(WHAT YOU WILL DO) Within the records below, find each line that holds the string "StatusInRangeAsFailures", then copy it.
:: GIVEN DATA ::
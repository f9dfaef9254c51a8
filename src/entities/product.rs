use async_trait::async_trait;
use chrono::{DateTime, Utc};
use sea_orm::entity::prelude::*;
use sea_orm::{ActiveValue, Set};
use serde::{Deserialize, Serialize};

/// Catalog product. Carries no price of its own; pricing and stock live on
/// the variants. `instruction_manual` holds a media-root relative path.
#[derive(Clone, Debug, PartialEq, Eq, DeriveEntityModel, Serialize, Deserialize)]
#[sea_orm(table_name = "products")]
pub struct Model {
    #[sea_orm(primary_key)]
    pub id: i64,
    pub name: String,
    #[sea_orm(column_type = "Text", nullable)]
    pub description: Option<String>,
    pub brand: Option<String>,
    pub is_active: bool,
    pub created_at: DateTime<Utc>,
    pub tech_type_id: i64,
    pub instruction_manual: Option<String>,
    pub manufacturer_url: Option<String>,
}

#[derive(Copy, Clone, Debug, EnumIter, DeriveRelation)]
pub enum Relation {
    #[sea_orm(
        belongs_to = "super::tech_type::Entity",
        from = "Column::TechTypeId",
        to = "super::tech_type::Column::Id"
    )]
    TechType,
    #[sea_orm(has_many = "super::product_variant::Entity")]
    Variants,
    #[sea_orm(has_many = "super::product_specification::Entity")]
    Specifications,
    #[sea_orm(has_many = "super::review::Entity")]
    Reviews,
    #[sea_orm(has_many = "super::favorite::Entity")]
    Favorites,
    #[sea_orm(has_many = "super::product_category::Entity")]
    ProductCategories,
    #[sea_orm(has_many = "super::promo_product::Entity")]
    PromoProducts,
}

impl Related<super::tech_type::Entity> for Entity {
    fn to() -> RelationDef {
        Relation::TechType.def()
    }
}

impl Related<super::product_variant::Entity> for Entity {
    fn to() -> RelationDef {
        Relation::Variants.def()
    }
}

impl Related<super::product_specification::Entity> for Entity {
    fn to() -> RelationDef {
        Relation::Specifications.def()
    }
}

impl Related<super::review::Entity> for Entity {
    fn to() -> RelationDef {
        Relation::Reviews.def()
    }
}

impl Related<super::favorite::Entity> for Entity {
    fn to() -> RelationDef {
        Relation::Favorites.def()
    }
}

impl Related<super::product_category::Entity> for Entity {
    fn to() -> RelationDef {
        Relation::ProductCategories.def()
    }
}

impl Related<super::promo_product::Entity> for Entity {
    fn to() -> RelationDef {
        Relation::PromoProducts.def()
    }
}

#[async_trait]
impl ActiveModelBehavior for ActiveModel {
    async fn before_save<C: ConnectionTrait>(self, _db: &C, insert: bool) -> Result<Self, DbErr>
    where
        C: ConnectionTrait,
    {
        let mut active_model = self;
        if insert {
            if let ActiveValue::NotSet = active_model.is_active {
                active_model.is_active = Set(true);
            }
            if let ActiveValue::NotSet = active_model.created_at {
                active_model.created_at = Set(Utc::now());
            }
        }
        Ok(active_model)
    }
}

impl Model {
    /// "{brand} {name}" when a brand is recorded, plain name otherwise.
    pub fn full_name_with_brand(&self) -> String {
        match self.brand.as_deref() {
            Some(brand) if !brand.is_empty() => format!("{} {}", brand, self.name),
            _ => self.name.clone(),
        }
    }
}

#[cfg(test)]
mod tests {
    use super::*;

    fn product(brand: Option<&str>) -> Model {
        Model {
            id: 1,
            name: "Gamma 12".to_string(),
            description: None,
            brand: brand.map(str::to_string),
            is_active: true,
            created_at: Utc::now(),
            tech_type_id: 1,
            instruction_manual: None,
            manufacturer_url: None,
        }
    }

    #[test]
    fn full_name_includes_brand_when_present() {
        assert_eq!(product(Some("Nova")).full_name_with_brand(), "Nova Gamma 12");
    }

    #[test]
    fn full_name_falls_back_to_bare_name() {
        assert_eq!(product(None).full_name_with_brand(), "Gamma 12");
        assert_eq!(product(Some("")).full_name_with_brand(), "Gamma 12");
    }
}
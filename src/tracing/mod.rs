use axum::http::Request;
use futures::Future;
use std::{cell::RefCell, fmt};
use tower_http::classify::StatusInRangeAsFailures;
use tower_http::trace::{
    DefaultOnBodyChunk, DefaultOnEos, DefaultOnFailure, DefaultOnRequest, DefaultOnResponse,
    MakeSpan, TraceLayer,
};
use uuid::Uuid;

/// Correlation id attached to every request span and response
#[derive(Clone, Debug)]
pub struct RequestId(pub String);

impl Default for RequestId {
    fn default() -> Self {
        RequestId(Uuid::new_v4().to_string())
    }
}

impl RequestId {
    pub fn new(value: impl Into<String>) -> Self {
        RequestId(value.into())
    }

    pub fn as_str(&self) -> &str {
        &self.0
    }
}

impl fmt::Display for RequestId {
    fn fmt(&self, f: &mut fmt::Formatter<'_>) -> fmt::Result {
        write!(f, "{}", self.0)
    }
}

tokio::task_local! {
    static CURRENT_REQUEST_ID: RefCell<Option<RequestId>>;
}

/// Runs a future with the given request id visible to `current_request_id`
pub async fn scope_request_id<Fut, R>(request_id: RequestId, future: Fut) -> R
where
    Fut: Future<Output = R>,
{
    CURRENT_REQUEST_ID
        .scope(RefCell::new(Some(request_id)), future)
        .await
}

/// The request id for the current task, if one is in scope
pub fn current_request_id() -> Option<RequestId> {
    CURRENT_REQUEST_ID
        .try_with(|cell| cell.borrow().clone())
        .ok()
        .flatten()
}

#[derive(Clone, Default)]
pub struct RequestSpanMaker;

impl<B> MakeSpan<B> for RequestSpanMaker {
    fn make_span(&mut self, request: &Request<B>) -> tracing::Span {
        let method = request.method().clone();
        let uri = request.uri().clone();
        let request_id = request
            .extensions()
            .get::<RequestId>()
            .cloned()
            .or_else(|| {
                request
                    .headers()
                    .get("x-request-id")
                    .and_then(|v| v.to_str().ok())
                    .map(RequestId::new)
            })
            .unwrap_or_default();

        tracing::info_span!(
            "http.request",
            request_id = %request_id.as_str(),
            method = %method,
            uri = %uri,
        )
    }
}

/// Builds the HTTP trace layer: request spans carry the request id, and
/// only 5xx responses classify as failures
pub fn configure_http_tracing() -> TraceLayer<
    tower_http::classify::SharedClassifier<StatusInRangeAsFailures>,
    RequestSpanMaker,
    DefaultOnRequest,
    DefaultOnResponse,
    DefaultOnBodyChunk,
    DefaultOnEos,
    DefaultOnFailure,
> {
    let classifier =
        tower_http::classify::SharedClassifier::new(StatusInRangeAsFailures::new(500..=599));
    TraceLayer::new(classifier)
        .make_span_with(RequestSpanMaker)
        .on_request(DefaultOnRequest::default())
        .on_response(DefaultOnResponse::default())
        .on_body_chunk(DefaultOnBodyChunk::default())
        .on_eos(DefaultOnEos::default())
        .on_failure(DefaultOnFailure::default())
}

#[cfg(test)]
mod tests {
    use super::*;

    #[tokio::test]
    async fn scoped_request_id_is_visible_inside_future() {
        let seen = scope_request_id(RequestId::new("req-inner"), async {
            current_request_id().map(|rid| rid.as_str().to_string())
        })
        .await;
        assert_eq!(seen.as_deref(), Some("req-inner"));
    }

    #[tokio::test]
    async fn request_id_is_absent_outside_scope() {
        assert!(current_request_id().is_none());
    }

    #[test]
    fn default_request_id_is_unique() {
        let a = RequestId::default();
        let b = RequestId::default();
        assert_ne!(a.as_str(), b.as_str());
    }
}
//! Integration tests for the catalog reference data: tech types,
//! categories, colors, and sizes.

mod common;

use axum::http::{Method, StatusCode};
use common::{body_json, TestApp};
use rust_decimal_macros::dec;
use serde_json::json;

#[tokio::test]
async fn anonymous_visitors_can_browse_the_catalog() {
    let app = TestApp::new().await;

    for uri in [
        "/api/v1/tech-types",
        "/api/v1/categories",
        "/api/v1/colors",
        "/api/v1/sizes",
    ] {
        let response = app.request(Method::GET, uri, None, None).await;
        assert_eq!(response.status(), StatusCode::OK, "GET {uri}");
        let body = body_json(response).await;
        assert!(body["data"].is_array(), "GET {uri} returns a list: {body}");
    }
}

#[tokio::test]
async fn catalog_writes_require_authentication() {
    let app = TestApp::new().await;

    let response = app
        .request(
            Method::POST,
            "/api/v1/tech-types",
            Some(json!({"name": "Tablets"})),
            None,
        )
        .await;
    assert_eq!(response.status(), StatusCode::UNAUTHORIZED);

    let response = app
        .request(
            Method::POST,
            "/api/v1/colors",
            Some(json!({"name": "Red", "hex_code": "#ff0000"})),
            None,
        )
        .await;
    assert_eq!(response.status(), StatusCode::UNAUTHORIZED);
}

#[tokio::test]
async fn tech_type_crud_round_trip() {
    let app = TestApp::new().await;
    let (_, token) = app.register("curator").await;

    let response = app
        .request(
            Method::POST,
            "/api/v1/tech-types",
            Some(json!({"name": "Smartwatches"})),
            Some(&token),
        )
        .await;
    assert_eq!(response.status(), StatusCode::CREATED);
    let body = body_json(response).await;
    let id = body["data"]["id"].as_i64().expect("created id");

    let response = app
        .request(
            Method::PUT,
            &format!("/api/v1/tech-types/{id}"),
            Some(json!({"name": "Wearables"})),
            Some(&token),
        )
        .await;
    assert_eq!(response.status(), StatusCode::OK);
    let body = body_json(response).await;
    assert_eq!(body["data"]["name"], json!("Wearables"));

    let response = app
        .request(Method::GET, &format!("/api/v1/tech-types/{id}"), None, None)
        .await;
    assert_eq!(response.status(), StatusCode::OK);

    let response = app
        .request(
            Method::DELETE,
            &format!("/api/v1/tech-types/{id}"),
            None,
            Some(&token),
        )
        .await;
    assert_eq!(response.status(), StatusCode::NO_CONTENT);

    let response = app
        .request(Method::GET, &format!("/api/v1/tech-types/{id}"), None, None)
        .await;
    assert_eq!(response.status(), StatusCode::NOT_FOUND);
}

#[tokio::test]
async fn duplicate_names_conflict() {
    let app = TestApp::new().await;
    let (_, token) = app.register("dupes").await;

    let payload = json!({"name": "Laptops"});
    let response = app
        .request(
            Method::POST,
            "/api/v1/tech-types",
            Some(payload.clone()),
            Some(&token),
        )
        .await;
    assert_eq!(response.status(), StatusCode::CREATED);

    let response = app
        .request(Method::POST, "/api/v1/tech-types", Some(payload), Some(&token))
        .await;
    assert_eq!(response.status(), StatusCode::CONFLICT);
    let body = body_json(response).await;
    assert!(
        body["message"]
            .as_str()
            .unwrap_or_default()
            .contains("already exists"),
        "conflict body: {body}"
    );

    let size = json!({"name": "XL"});
    let response = app
        .request(Method::POST, "/api/v1/sizes", Some(size.clone()), Some(&token))
        .await;
    assert_eq!(response.status(), StatusCode::CREATED);
    let response = app
        .request(Method::POST, "/api/v1/sizes", Some(size), Some(&token))
        .await;
    assert_eq!(response.status(), StatusCode::CONFLICT);
}

#[tokio::test]
async fn deleting_a_referenced_tech_type_is_refused() {
    let app = TestApp::new().await;
    let (_, token) = app.register("keeper").await;
    let seed = app.seed_catalog("TT-DEL-1", dec!(999.00)).await;

    let response = app
        .request(
            Method::DELETE,
            &format!("/api/v1/tech-types/{}", seed.tech_type_id),
            None,
            Some(&token),
        )
        .await;
    assert_eq!(response.status(), StatusCode::CONFLICT);

    // Still present after the refused delete
    let response = app
        .request(
            Method::GET,
            &format!("/api/v1/tech-types/{}", seed.tech_type_id),
            None,
            None,
        )
        .await;
    assert_eq!(response.status(), StatusCode::OK);
}

#[tokio::test]
async fn color_hex_codes_are_validated() {
    let app = TestApp::new().await;
    let (_, token) = app.register("painter").await;

    let response = app
        .request(
            Method::POST,
            "/api/v1/colors",
            Some(json!({"name": "Midnight", "hex_code": "#12AB3f"})),
            Some(&token),
        )
        .await;
    assert_eq!(response.status(), StatusCode::CREATED);
    let body = body_json(response).await;
    assert_eq!(body["data"]["hex_code"], json!("#12AB3f"));

    for bad in ["red", "#12345", "#12345g", "123456"] {
        let response = app
            .request(
                Method::POST,
                "/api/v1/colors",
                Some(json!({"name": format!("Bad {bad}"), "hex_code": bad})),
                Some(&token),
            )
            .await;
        assert_eq!(
            response.status(),
            StatusCode::BAD_REQUEST,
            "hex code {bad:?} should be rejected"
        );
    }
}

#[tokio::test]
async fn category_parents_are_checked() {
    let app = TestApp::new().await;
    let (_, token) = app.register("taxonomist").await;

    let response = app
        .request(
            Method::POST,
            "/api/v1/categories",
            Some(json!({"name": "Accessories", "description": "Everything extra"})),
            Some(&token),
        )
        .await;
    assert_eq!(response.status(), StatusCode::CREATED);
    let parent_id = body_json(response).await["data"]["id"].as_i64().unwrap();

    let response = app
        .request(
            Method::POST,
            "/api/v1/categories",
            Some(json!({"name": "Cables", "parent_id": parent_id})),
            Some(&token),
        )
        .await;
    assert_eq!(response.status(), StatusCode::CREATED);
    let child = body_json(response).await;
    assert_eq!(child["data"]["parent_id"], json!(parent_id));
    assert_eq!(child["data"]["display_path"], json!("Accessories -> Cables"));
    let child_id = child["data"]["id"].as_i64().unwrap();

    let response = app
        .request(
            Method::POST,
            "/api/v1/categories",
            Some(json!({"name": "Orphans", "parent_id": 999_999})),
            Some(&token),
        )
        .await;
    assert_eq!(response.status(), StatusCode::BAD_REQUEST);

    // A category cannot become its own parent
    let response = app
        .request(
            Method::PUT,
            &format!("/api/v1/categories/{child_id}"),
            Some(json!({"name": "Cables", "parent_id": child_id})),
            Some(&token),
        )
        .await;
    assert_eq!(response.status(), StatusCode::BAD_REQUEST);
}

#[tokio::test]
async fn deleting_a_parent_category_orphans_its_children() {
    let app = TestApp::new().await;
    let (_, token) = app.register("pruner").await;

    let response = app
        .request(
            Method::POST,
            "/api/v1/categories",
            Some(json!({"name": "Peripherals"})),
            Some(&token),
        )
        .await;
    let parent_id = body_json(response).await["data"]["id"].as_i64().unwrap();

    let response = app
        .request(
            Method::POST,
            "/api/v1/categories",
            Some(json!({"name": "Keyboards", "parent_id": parent_id})),
            Some(&token),
        )
        .await;
    let child_id = body_json(response).await["data"]["id"].as_i64().unwrap();

    let response = app
        .request(
            Method::DELETE,
            &format!("/api/v1/categories/{parent_id}"),
            None,
            Some(&token),
        )
        .await;
    assert_eq!(response.status(), StatusCode::NO_CONTENT);

    // The child survives with its parent reference cleared
    let response = app
        .request(
            Method::GET,
            &format!("/api/v1/categories/{child_id}"),
            None,
            None,
        )
        .await;
    assert_eq!(response.status(), StatusCode::OK);
    let body = body_json(response).await;
    assert_eq!(body["data"]["name"], json!("Keyboards"));
    assert!(body["data"]["parent_id"].is_null());
    assert_eq!(body["data"]["display_path"], json!("Keyboards"));
}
:::
(RESULT OF THIS TASK)
use tower_http::classify::StatusInRangeAsFailures;
    tower_http::classify::SharedClassifier<StatusInRangeAsFailures>,
        tower_http::classify::SharedClassifier::new(StatusInRangeAsFailures::new(500..=599));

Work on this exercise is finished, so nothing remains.